14,210 reports of this reaction
1.6% of all ASPIRIN 81 MG reports
#14 most reported adverse reaction
MYOCARDIAL INFARCTION is the #14 most commonly reported adverse reaction for ASPIRIN 81 MG, manufactured by Allegiant Health. There are 14,210 FDA adverse event reports linking ASPIRIN 81 MG to MYOCARDIAL INFARCTION. This represents approximately 1.6% of all 906,158 adverse event reports for this drug.
Patients taking ASPIRIN 81 MG who experience myocardial infarction should discuss this symptom with their healthcare provider to determine whether it may be related to their medication and what alternatives may be available.
MYOCARDIAL INFARCTION is a less commonly reported adverse event for ASPIRIN 81 MG, but still significant enough to appear in the safety profile.

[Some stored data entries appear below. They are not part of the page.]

//! Input gestures and normalized input events.
//!
//! Responsibilities:
//! - Define key and mouse gestures and their construction-time validation.
//! - Match gestures against normalized input events (exact match only, no
//!   prefix or chord sequences).
//!
//! Does NOT handle:
//! - Gesture string parsing and formatting (see `convert` module).
//!
//! Invariants:
//! - A `KeyGesture` over a printable key always carries at least one
//!   modifier; this is enforced at construction and cannot be bypassed by
//!   public callers.

use std::fmt;

use thiserror::Error;

use crate::key::Key;
use crate::modifiers::Modifiers;

/// Error raised when a gesture definition is rejected at construction.
#[derive(Debug, Error, PartialEq, Eq)]
pub enum GestureError {
    /// A printable key was bound without any modifier. Such a gesture would
    /// shadow ordinary text input.
    #[error("key '{key}' requires at least one modifier to form a gesture")]
    UnsupportedGesture {
        /// Token name of the offending key
        key: String,
    },
}

/// A mouse action that can participate in a gesture.
#[derive(Debug, Clone, Copy, PartialEq, Eq, Hash)]
pub enum MouseAction {
    /// Single left-button click
    LeftClick,
    /// Single right-button click
    RightClick,
    /// Single middle-button click
    MiddleClick,
    /// Wheel-button click
    WheelClick,
    /// Left-button double click
    LeftDoubleClick,
    /// Right-button double click
    RightDoubleClick,
    /// Middle-button double click
    MiddleDoubleClick,
}

impl fmt::Display for MouseAction {
    fn fmt(&self, f: &mut fmt::Formatter<'_>) -> fmt::Result {
        let token = match self {
            Self::LeftClick => "LeftClick",
            Self::RightClick => "RightClick",
            Self::MiddleClick => "MiddleClick",
            Self::WheelClick => "WheelClick",
            Self::LeftDoubleClick => "LeftDoubleClick",
            Self::RightDoubleClick => "RightDoubleClick",
            Self::MiddleDoubleClick => "MiddleDoubleClick",
        };
        write!(f, "{}", token)
    }
}

/// A key + modifier-mask gesture.
#[derive(Debug, Clone, Copy, PartialEq, Eq, Hash)]
pub struct KeyGesture {
    key: Key,
    modifiers: Modifiers,
}

impl KeyGesture {
    /// Build a key gesture, rejecting bare printable keys.
    pub fn new(key: Key, modifiers: Modifiers) -> Result<Self, GestureError> {
        if key.requires_modifier() && modifiers.is_empty() {
            return Err(GestureError::UnsupportedGesture {
                key: key.to_string(),
            });
        }
        Ok(Self { key, modifiers })
    }

    /// Construct without validation. Reserved for curated tables and for
    /// callers that have already validated the combination.
    pub(crate) fn from_parts(key: Key, modifiers: Modifiers) -> Self {
        Self { key, modifiers }
    }

    pub fn key(&self) -> Key {
        self.key
    }

    pub fn modifiers(&self) -> Modifiers {
        self.modifiers
    }

    /// Exact match: key code and the full modifier mask must both match.
    pub fn matches(&self, event: &InputEvent) -> bool {
        match event {
            InputEvent::Key { key, modifiers } => {
                *key == self.key && *modifiers == self.modifiers
            }
            InputEvent::Mouse { .. } => false,
        }
    }
}

impl fmt::Display for KeyGesture {
    fn fmt(&self, f: &mut fmt::Formatter<'_>) -> fmt::Result {
        if self.modifiers.is_empty() {
            write!(f, "{}", self.key)
        } else {
            write!(f, "{}+{}", self.modifiers, self.key)
        }
    }
}

/// A mouse action + modifier-mask gesture.
#[derive(Debug, Clone, Copy, PartialEq, Eq, Hash)]
pub struct MouseGesture {
    action: MouseAction,
    modifiers: Modifiers,
}

impl MouseGesture {
    /// Mouse gestures have no bare-action restriction: clicks do not
    /// collide with text input.
    pub fn new(action: MouseAction, modifiers: Modifiers) -> Self {
        Self { action, modifiers }
    }

    pub fn action(&self) -> MouseAction {
        self.action
    }

    pub fn modifiers(&self) -> Modifiers {
        self.modifiers
    }

    pub fn matches(&self, event: &InputEvent) -> bool {
        match event {
            InputEvent::Mouse { action, modifiers } => {
                *action == self.action && *modifiers == self.modifiers
            }
            InputEvent::Key { .. } => false,
        }
    }
}

impl fmt::Display for MouseGesture {
    fn fmt(&self, f: &mut fmt::Formatter<'_>) -> fmt::Result {
        if self.modifiers.is_empty() {
            write!(f, "{}", self.action)
        } else {
            write!(f, "{}+{}", self.modifiers, self.action)
        }
    }
}

/// Either kind of gesture.
#[derive(Debug, Clone, Copy, PartialEq, Eq, Hash)]
pub enum Gesture {
    Key(KeyGesture),
    Mouse(MouseGesture),
}

impl Gesture {
    pub fn matches(&self, event: &InputEvent) -> bool {
        match self {
            Self::Key(g) => g.matches(event),
            Self::Mouse(g) => g.matches(event),
        }
    }
}

impl fmt::Display for Gesture {
    fn fmt(&self, f: &mut fmt::Formatter<'_>) -> fmt::Result {
        match self {
            Self::Key(g) => write!(f, "{}", g),
            Self::Mouse(g) => write!(f, "{}", g),
        }
    }
}

impl From<KeyGesture> for Gesture {
    fn from(g: KeyGesture) -> Self {
        Self::Key(g)
    }
}

impl From<MouseGesture> for Gesture {
    fn from(g: MouseGesture) -> Self {
        Self::Mouse(g)
    }
}

/// A normalized physical input event, as delivered by whatever input
/// backend feeds the matcher.
#[derive(Debug, Clone, Copy, PartialEq, Eq, Hash)]
pub enum InputEvent {
    /// Key press with the active modifier mask
    Key { key: Key, modifiers: Modifiers },
    /// Mouse action with the active modifier mask
    Mouse {
        action: MouseAction,
        modifiers: Modifiers,
    },
}

impl InputEvent {
    pub fn key(key: Key, modifiers: Modifiers) -> Self {
        Self::Key { key, modifiers }
    }

    pub fn mouse(action: MouseAction, modifiers: Modifiers) -> Self {
        Self::Mouse { action, modifiers }
    }
}

#[cfg(test)]
mod tests {
    use super::*;

    #[test]
    fn bare_printable_key_is_rejected() {
        let result = KeyGesture::new(Key::Char('x'), Modifiers::empty());
        assert_eq!(
            result,
            Err(GestureError::UnsupportedGesture {
                key: "x".to_string()
            })
        );

        let result = KeyGesture::new(Key::Char('7'), Modifiers::empty());
        assert!(matches!(
            result,
            Err(GestureError::UnsupportedGesture { .. })
        ));
    }

    #[test]
    fn modified_printable_key_is_accepted() {
        let gesture = KeyGesture::new(Key::Char('x'), Modifiers::CONTROL).unwrap();
        assert_eq!(gesture.key(), Key::Char('x'));
        assert_eq!(gesture.modifiers(), Modifiers::CONTROL);
    }

    #[test]
    fn exception_keys_are_accepted_bare() {
        assert!(KeyGesture::new(Key::F(1), Modifiers::empty()).is_ok());
        assert!(KeyGesture::new(Key::Delete, Modifiers::empty()).is_ok());
        assert!(KeyGesture::new(Key::Esc, Modifiers::empty()).is_ok());
        assert!(KeyGesture::new(Key::BrowserBack, Modifiers::empty()).is_ok());
    }

    #[test]
    fn key_gesture_requires_exact_modifier_mask() {
        let gesture = KeyGesture::new(Key::Char('c'), Modifiers::CONTROL).unwrap();

        assert!(gesture.matches(&InputEvent::key(Key::Char('c'), Modifiers::CONTROL)));
        assert!(!gesture.matches(&InputEvent::key(
            Key::Char('c'),
            Modifiers::CONTROL | Modifiers::SHIFT
        )));
        assert!(!gesture.matches(&InputEvent::key(Key::Char('c'), Modifiers::empty())));
    }

    #[test]
    fn key_gesture_never_matches_mouse_event() {
        let gesture = KeyGesture::new(Key::Enter, Modifiers::empty()).unwrap();
        assert!(!gesture.matches(&InputEvent::mouse(MouseAction::LeftClick, Modifiers::empty())));
    }

    #[test]
    fn mouse_gesture_matching() {
        let gesture = MouseGesture::new(MouseAction::RightClick, Modifiers::ALT);
        assert!(gesture.matches(&InputEvent::mouse(MouseAction::RightClick, Modifiers::ALT)));
        assert!(!gesture.matches(&InputEvent::mouse(
            MouseAction::RightClick,
            Modifiers::empty()
        )));
        assert!(!gesture.matches(&InputEvent::mouse(MouseAction::LeftClick, Modifiers::ALT)));
    }

    #[test]
    fn display_forms() {
        let g = KeyGesture::new(Key::F(14), Modifiers::CONTROL | Modifiers::SHIFT).unwrap();
        assert_eq!(g.to_string(), "Ctrl+Shift+F14");

        let g = KeyGesture::new(Key::Delete, Modifiers::empty()).unwrap();
        assert_eq!(g.to_string(), "Delete");

        let g = MouseGesture::new(MouseAction::RightClick, Modifiers::ALT);
        assert_eq!(g.to_string(), "Alt+RightClick");

        let g: Gesture = MouseGesture::new(MouseAction::WheelClick, Modifiers::empty()).into();
        assert_eq!(g.to_string(), "WheelClick");
    }
}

In addition to myocardial infarction, the following adverse reactions have been reported for ASPIRIN 81 MG:
The following drugs have also been linked to myocardial infarction in FDA adverse event reports:
MYOCARDIAL INFARCTION has been reported as an adverse event in 14,210 FDA reports for ASPIRIN 81 MG. This does not prove causation, but indicates an association observed in post-market surveillance data.
MYOCARDIAL INFARCTION accounts for approximately 1.6% of all adverse event reports for ASPIRIN 81 MG, making it a notable side effect.
If you experience myocardial infarction while taking ASPIRIN 81 MG, contact your healthcare provider. They can evaluate whether the symptom is related to your medication and discuss potential adjustments to your treatment plan. Do not stop taking prescribed medication without consulting your doctor.